Para la recogida de la solución de entrada o gotero se instaló en cada tratamiento una cinta en paralelo para no afectar al cultivo. Para la recogida de la solución de suelo se instalaron 2 sondas de succión en cada tratamiento, con capsula cerámica francesa de 63 mm diámetro, a 10 y 20 cm de profundidad, y ambas a 10 cm de la cinta de riego. Para la recogida de la solución de drenaje se utilizaron los lisímetros de drenaje instalados en cada tratamiento (Gavilán y col., 2014). Por último, para la recogida de muestra vegetal se tomaron hojas adultas más jóvenes, completamente desarrolladas, con peciolos, en un número de 100 representativas de cada tratamiento.

Resultados y discusión

Ensayos campaña 2012/13

Durante la campaña 2012/13 se realizaron dos primeros ensayos con cuatro tratamientos cada uno de diferentes volúmenes de riego aplicado. El primero (T1) estuvo diseñado para cubrir las necesidades de riego del cultivo. En los dos siguientes, T2 y T3, se aplicaron un 25 y un 50% más de riego, respectivamente, y el T4 recibió el volumen de riego de la finca. En la fertirrigación todos los tratamientos se regaron con la misma concentración de nutrientes, pero con diferentes volúmenes de riego.

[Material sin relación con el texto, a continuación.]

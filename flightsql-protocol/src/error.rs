//! Error taxonomy for the protocol engine and the status-code mapping
//! that puts it on the gRPC wire.

use thiserror::Error;
use tonic::{Code, Status};

/// Failures decoding or validating a command envelope.
#[derive(Error, Debug)]
pub enum EnvelopeError {
    #[error("failed to decode protobuf envelope: {0}")]
    Decode(#[source] prost::DecodeError),

    #[error("expected envelope tagged {expected}, found {found}")]
    TypeMismatch {
        expected: &'static str,
        found: String,
    },
}

/// The abstract error taxonomy the protocol engine reports through,
/// independent of transport. The dispatcher never recovers from these
/// locally; every variant is reported to the client through the call's
/// status channel (`From<FlightSqlError> for tonic::Status` below).
#[derive(Error, Debug)]
pub enum FlightSqlError {
    /// Unknown envelope tag, malformed payload, or wrong carrier for
    /// the variant (e.g. an action body where a ticket was expected).
    #[error("invalid request: {0}")]
    InvalidRequest(String),

    #[error("unauthenticated")]
    Unauthenticated,

    #[error("permission denied")]
    PermissionDenied,

    /// A valid variant for which the backend has not registered a
    /// handler (`SqlBackend::capabilities()` does not set its bit).
    #[error("not implemented: {0}")]
    NotImplemented(String),

    /// Prepared/execution handle not present: expired, closed, or
    /// forged.
    #[error("handle not found")]
    HandleNotFound,

    /// A second concurrent call landed on the same handle.
    #[error("handle busy")]
    HandleBusy,

    /// Uploaded parameter batch does not match the statement's
    /// parameter schema.
    #[error("parameter batch schema mismatch")]
    SchemaMismatch,

    /// Any failure surfaced by the SQL backend, carrying a
    /// human-readable message and, where the backend can supply one, a
    /// SQLSTATE-like code.
    #[error("backend error: {message}")]
    BackendError {
        message: String,
        sqlstate: Option<String>,
    },

    /// Transport classes propagated unchanged.
    #[error("cancelled")]
    Cancelled,
    #[error("deadline exceeded")]
    DeadlineExceeded,
    #[error("unavailable: {0}")]
    Unavailable(String),
    #[error("internal error: {0}")]
    Internal(String),
}

impl From<EnvelopeError> for FlightSqlError {
    fn from(err: EnvelopeError) -> Self {
        FlightSqlError::InvalidRequest(err.to_string())
    }
}

/// Metadata key carrying `BackendError::sqlstate` when present,
/// `spec.md` §7.
pub const SQLSTATE_METADATA_KEY: &str = "x-sqlstate";

impl FlightSqlError {
    /// The client's retry policy, `spec.md` §7: never retry on a
    /// category the caller must change something to fix, may retry on
    /// a transport-level hiccup.
    pub fn is_retryable(&self) -> bool {
        matches!(
            self,
            FlightSqlError::Unavailable(_)
                | FlightSqlError::Cancelled
                | FlightSqlError::DeadlineExceeded
        )
    }

    /// Recover a `FlightSqlError` category from a status a client
    /// received back over the wire. Best-effort: status codes are
    /// coarser than this taxonomy, so categories that share a code
    /// (e.g. `InvalidRequest` and `SchemaMismatch`) collapse to the
    /// more general one.
    pub fn from_status(status: &Status) -> Self {
        match status.code() {
            Code::InvalidArgument => FlightSqlError::InvalidRequest(status.message().to_string()),
            Code::Unauthenticated => FlightSqlError::Unauthenticated,
            Code::PermissionDenied => FlightSqlError::PermissionDenied,
            Code::Unimplemented => FlightSqlError::NotImplemented(status.message().to_string()),
            Code::NotFound => FlightSqlError::HandleNotFound,
            Code::ResourceExhausted => FlightSqlError::HandleBusy,
            Code::Cancelled => FlightSqlError::Cancelled,
            Code::DeadlineExceeded => FlightSqlError::DeadlineExceeded,
            Code::Unavailable => FlightSqlError::Unavailable(status.message().to_string()),
            Code::Internal => FlightSqlError::BackendError {
                message: status.message().to_string(),
                sqlstate: status
                    .metadata()
                    .get(SQLSTATE_METADATA_KEY)
                    .and_then(|v| v.to_str().ok())
                    .map(str::to_string),
            },
            _ => FlightSqlError::Internal(status.message().to_string()),
        }
    }
}

impl From<FlightSqlError> for Status {
    fn from(err: FlightSqlError) -> Status {
        match &err {
            FlightSqlError::InvalidRequest(msg) => Status::invalid_argument(msg.clone()),
            FlightSqlError::Unauthenticated => Status::unauthenticated(err.to_string()),
            FlightSqlError::PermissionDenied => Status::permission_denied(err.to_string()),
            FlightSqlError::NotImplemented(msg) => Status::unimplemented(msg.clone()),
            FlightSqlError::HandleNotFound => Status::not_found(err.to_string()),
            FlightSqlError::HandleBusy => Status::resource_exhausted(err.to_string()),
            FlightSqlError::SchemaMismatch => Status::invalid_argument(err.to_string()),
            FlightSqlError::BackendError { message, sqlstate } => {
                let mut status = Status::internal(message.clone());
                if let Some(code) = sqlstate {
                    if let Ok(value) = code.parse() {
                        status.metadata_mut().insert(SQLSTATE_METADATA_KEY, value);
                    }
                }
                status
            }
            FlightSqlError::Cancelled => Status::cancelled(err.to_string()),
            FlightSqlError::DeadlineExceeded => Status::deadline_exceeded(err.to_string()),
            FlightSqlError::Unavailable(msg) => Status::unavailable(msg.clone()),
            FlightSqlError::Internal(msg) => Status::internal(msg.clone()),
        }
    }
}

#[cfg(test)]
mod tests {
    use super::*;

    #[test]
    fn handle_not_found_maps_to_not_found() {
        let status: Status = FlightSqlError::HandleNotFound.into();
        assert_eq!(status.code(), Code::NotFound);
    }

    #[test]
    fn handle_busy_maps_to_resource_exhausted_and_is_not_retryable() {
        assert!(!FlightSqlError::HandleBusy.is_retryable());
        let status: Status = FlightSqlError::HandleBusy.into();
        assert_eq!(status.code(), Code::ResourceExhausted);
    }

    #[test]
    fn transport_classes_are_retryable() {
        assert!(FlightSqlError::Unavailable("down".into()).is_retryable());
        assert!(FlightSqlError::Cancelled.is_retryable());
        assert!(FlightSqlError::DeadlineExceeded.is_retryable());
        assert!(!FlightSqlError::InvalidRequest("bad".into()).is_retryable());
        assert!(!FlightSqlError::SchemaMismatch.is_retryable());
        assert!(!FlightSqlError::NotImplemented("x".into()).is_retryable());
    }

    #[test]
    fn backend_error_carries_sqlstate_in_metadata() {
        let err = FlightSqlError::BackendError {
            message: "division by zero".to_string(),
            sqlstate: Some("22012".to_string()),
        };
        let status: Status = err.into();
        assert_eq!(status.code(), Code::Internal);
        assert_eq!(
            status.metadata().get(SQLSTATE_METADATA_KEY).unwrap(),
            "22012"
        );
    }

    #[test]
    fn status_round_trips_through_from_status_by_code() {
        let status = Status::resource_exhausted("busy");
        assert!(matches!(
            FlightSqlError::from_status(&status),
            FlightSqlError::HandleBusy
        ));
    }
}
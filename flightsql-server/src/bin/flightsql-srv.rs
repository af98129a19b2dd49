use std::sync::Arc;
use std::time::Duration;

use anyhow::Context;
use arrow_flight::flight_service_server::FlightServiceServer;
use clap::Parser;
use flightsql_server::backend::datafusion::DataFusionBackend;
use flightsql_server::dispatcher::FlightSqlDispatcher;
use tonic::transport::Server;
use tracing::info;

/// Flight SQL protocol engine reference server.
///
/// Authentication, TLS, and cluster coordination are transport concerns
/// out of scope for this engine; front it with a gateway if you need
/// them.
#[derive(Parser, Debug)]
#[command(name = "flightsql-srv")]
struct Args {
    /// Address to listen on.
    #[arg(long, env = "FLIGHTSQL_LISTEN", default_value = "0.0.0.0:50051")]
    listen: String,

    /// Idle expiry, in seconds, for cached prepared statements.
    #[arg(long, env = "FLIGHTSQL_IDLE_EXPIRY_SECS", default_value_t = 600)]
    idle_expiry_secs: u64,

    /// Maximum number of concurrently cached prepared statements.
    #[arg(long, env = "FLIGHTSQL_PREPARED_STATEMENT_CAPACITY", default_value_t = 100)]
    prepared_statement_capacity: u64,

    /// Reserved for a future non-reference backend; the bundled
    /// DataFusion backend ignores this and serves its fixed fixture.
    #[arg(long, env = "FLIGHTSQL_BACKEND_CONNECTION_STRING")]
    backend_connection_string: Option<String>,
}

#[tokio::main]
async fn main() -> anyhow::Result<()> {
    tracing_subscriber::fmt()
        .with_env_filter(tracing_subscriber::EnvFilter::from_default_env())
        .init();

    let args = Args::parse();
    if let Some(connection_string) = &args.backend_connection_string {
        info!(connection_string, "backend-connection-string set but the reference backend is fixed; ignoring");
    }

    let backend = Arc::new(DataFusionBackend::new());
    let dispatcher = FlightSqlDispatcher::new(
        backend,
        args.prepared_statement_capacity,
        Duration::from_secs(args.idle_expiry_secs),
    );
    let svc = FlightServiceServer::new(dispatcher);

    let addr = args
        .listen
        .parse()
        .with_context(|| format!("parsing listen address {}", args.listen))?;
    info!(%addr, "listening");
    Server::builder().add_service(svc).serve(addr).await?;
    info!("bye");
    Ok(())
}
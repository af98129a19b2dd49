//! Fixed result schemas for the catalog-metadata commands (`spec.md` §5,
//! §6). Each `GetX` command has exactly one valid result schema; these
//! builders are the single source of truth a backend, the dispatcher,
//! and a client all agree on.

use std::sync::Arc;

use arrow_array::builder::{UInt32Builder, UnionBuilder};
use arrow_array::{ArrayRef, RecordBatch, UInt32Array};
use arrow_schema::{DataType, Field, Schema, SchemaRef, UnionFields, UnionMode};

/// `CommandGetCatalogs` result schema: `catalog_name: utf8 not null`.
pub fn schema_get_catalogs() -> SchemaRef {
    Arc::new(Schema::new(vec![Field::new(
        "catalog_name",
        DataType::Utf8,
        false,
    )]))
}

/// `CommandGetSchemas` result schema.
pub fn schema_get_schemas() -> SchemaRef {
    Arc::new(Schema::new(vec![
        Field::new("catalog_name", DataType::Utf8, true),
        Field::new("db_schema_name", DataType::Utf8, false),
    ]))
}

/// `CommandGetTables` result schema. `include_schema` controls whether
/// the trailing `table_schema` (serialized IPC schema bytes) column is
/// present, per the command's `include_schema` flag.
pub fn schema_get_tables(include_schema: bool) -> SchemaRef {
    let mut fields = vec![
        Field::new("catalog_name", DataType::Utf8, true),
        Field::new("db_schema_name", DataType::Utf8, true),
        Field::new("table_name", DataType::Utf8, false),
        Field::new("table_type", DataType::Utf8, false),
    ];
    if include_schema {
        fields.push(Field::new("table_schema", DataType::Binary, false));
    }
    Arc::new(Schema::new(fields))
}

/// `CommandGetTableTypes` result schema.
pub fn schema_get_table_types() -> SchemaRef {
    Arc::new(Schema::new(vec![Field::new(
        "table_type",
        DataType::Utf8,
        false,
    )]))
}

/// The value kinds a backend can report for a `SqlInfo` entry. The
/// dense union in [`schema_get_sql_info`] carries exactly these four
/// arms, in this ordinal order: `string`, `int32`, `int64`,
/// `int32-bitmask`. A backend returning a richer set (string lists,
/// string-to-int32-list maps) is out of scope, `spec.md` §5 Non-goals.
/// Boolean-valued info (e.g. read-only) is carried through the `int32`
/// arm as `0`/`1`: there is no boolean arm in this layout.
#[derive(Clone, Debug, PartialEq)]
pub enum SqlInfoValue {
    Utf8(String),
    Int32(i32),
    Int64(i64),
    Bitmask(i32),
}

const SQL_INFO_UNION_UTF8: i8 = 0;
const SQL_INFO_UNION_INT32: i8 = 1;
const SQL_INFO_UNION_INT64: i8 = 2;
const SQL_INFO_UNION_BITMASK: i8 = 3;

fn sql_info_union_fields() -> UnionFields {
    UnionFields::new(
        vec![
            SQL_INFO_UNION_UTF8,
            SQL_INFO_UNION_INT32,
            SQL_INFO_UNION_INT64,
            SQL_INFO_UNION_BITMASK,
        ],
        vec![
            Field::new("string_value", DataType::Utf8, false),
            Field::new("int32_value", DataType::Int32, false),
            Field::new("int64_value", DataType::Int64, false),
            Field::new("int32_bitmask_value", DataType::Int32, false),
        ],
    )
}

/// `CommandGetSqlInfo` result schema: `info_name: uint32 not null`,
/// `value: dense union not null` over the arms above.
pub fn schema_get_sql_info() -> SchemaRef {
    Arc::new(Schema::new(vec![
        Field::new("info_name", DataType::UInt32, false),
        Field::new(
            "value",
            DataType::Union(sql_info_union_fields(), UnionMode::Dense),
            false,
        ),
    ]))
}

/// Build a `CommandGetSqlInfo` result batch from the rows a backend
/// reports for the requested info codes, preserving request order.
pub fn build_sql_info_batch(rows: &[(u32, SqlInfoValue)]) -> RecordBatch {
    let mut info_names = UInt32Builder::with_capacity(rows.len());
    let mut union_builder = UnionBuilder::new_dense();
    for (code, value) in rows {
        info_names.append_value(*code);
        match value {
            SqlInfoValue::Utf8(s) => union_builder.append::<arrow_array::types::Utf8Type>("string_value", s.clone()).unwrap(),
            SqlInfoValue::Int32(i) => union_builder.append::<arrow_array::types::Int32Type>("int32_value", *i).unwrap(),
            SqlInfoValue::Int64(i) => union_builder.append::<arrow_array::types::Int64Type>("int64_value", *i).unwrap(),
            SqlInfoValue::Bitmask(b) => union_builder.append::<arrow_array::types::Int32Type>("int32_bitmask_value", *b).unwrap(),
        }
    }
    let info_names: UInt32Array = info_names.finish();
    let value_array = union_builder.build().expect("dense union fields are well-formed");
    RecordBatch::try_new(
        schema_get_sql_info(),
        vec![Arc::new(info_names) as ArrayRef, Arc::new(value_array) as ArrayRef],
    )
    .expect("info_name and value columns have matching length")
}

/// `CommandGetPrimaryKeys` result schema.
pub fn schema_get_primary_keys() -> SchemaRef {
    Arc::new(Schema::new(vec![
        Field::new("catalog_name", DataType::Utf8, true),
        Field::new("db_schema_name", DataType::Utf8, true),
        Field::new("table_name", DataType::Utf8, false),
        Field::new("column_name", DataType::Utf8, false),
        Field::new("key_name", DataType::Utf8, true),
        Field::new("key_sequence", DataType::Int32, false),
    ]))
}

/// Shared result schema for `CommandGetImportedKeys`, `CommandGetExportedKeys`,
/// and `CommandGetCrossReference`: they differ only in which table the
/// request pins, not in the shape of the foreign-key rows they return.
pub fn schema_key_reference() -> SchemaRef {
    Arc::new(Schema::new(vec![
        Field::new("pk_catalog_name", DataType::Utf8, true),
        Field::new("pk_db_schema_name", DataType::Utf8, true),
        Field::new("pk_table_name", DataType::Utf8, false),
        Field::new("pk_column_name", DataType::Utf8, false),
        Field::new("fk_catalog_name", DataType::Utf8, true),
        Field::new("fk_db_schema_name", DataType::Utf8, true),
        Field::new("fk_table_name", DataType::Utf8, false),
        Field::new("fk_column_name", DataType::Utf8, false),
        Field::new("key_sequence", DataType::Int32, false),
        Field::new("fk_key_name", DataType::Utf8, true),
        Field::new("pk_key_name", DataType::Utf8, true),
        Field::new("update_rule", DataType::UInt8, false),
        Field::new("delete_rule", DataType::UInt8, false),
    ]))
}

/// A backend-agnostic reference to a table, used by the catalog
/// metadata commands and by the backend capability trait.
#[derive(Clone, Debug, PartialEq, Eq, Hash)]
pub struct TableRef {
    pub catalog: Option<String>,
    pub schema: Option<String>,
    pub table: String,
}

impl TableRef {
    pub fn new(catalog: Option<String>, schema: Option<String>, table: impl Into<String>) -> Self {
        Self {
            catalog,
            schema,
            table: table.into(),
        }
    }
}

#[cfg(test)]
mod tests {
    use super::*;

    #[test]
    fn sql_info_batch_round_trips_four_value_kinds() {
        let rows = vec![
            (0u32, SqlInfoValue::Utf8("flightsql-engine".to_string())),
            (3u32, SqlInfoValue::Int32(1)),
            (8u32, SqlInfoValue::Int64(0)),
            (560u32, SqlInfoValue::Bitmask(0b0101)),
        ];
        let batch = build_sql_info_batch(&rows);
        assert_eq!(batch.num_rows(), 4);
        assert_eq!(batch.schema(), schema_get_sql_info());
    }

    #[test]
    fn get_tables_schema_toggles_table_schema_column() {
        assert_eq!(schema_get_tables(false).fields().len(), 4);
        assert_eq!(schema_get_tables(true).fields().len(), 5);
    }
}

El promedio de salinidad (CE) de la Solución nutritiva de entrada al cultivo fue de 0,89 mS/cm, comenzando con valores mínimos de 0,5 y llegando hasta 1,5 mS/cm al final del cultivo. El agricultor mantuvo los mismos equilibrios de nutrientes de entrada al cultivo durante toda la campaña en los cuatro tratamientos y fue subiendo la concentración de igual forma también en los cuatro tratamientos.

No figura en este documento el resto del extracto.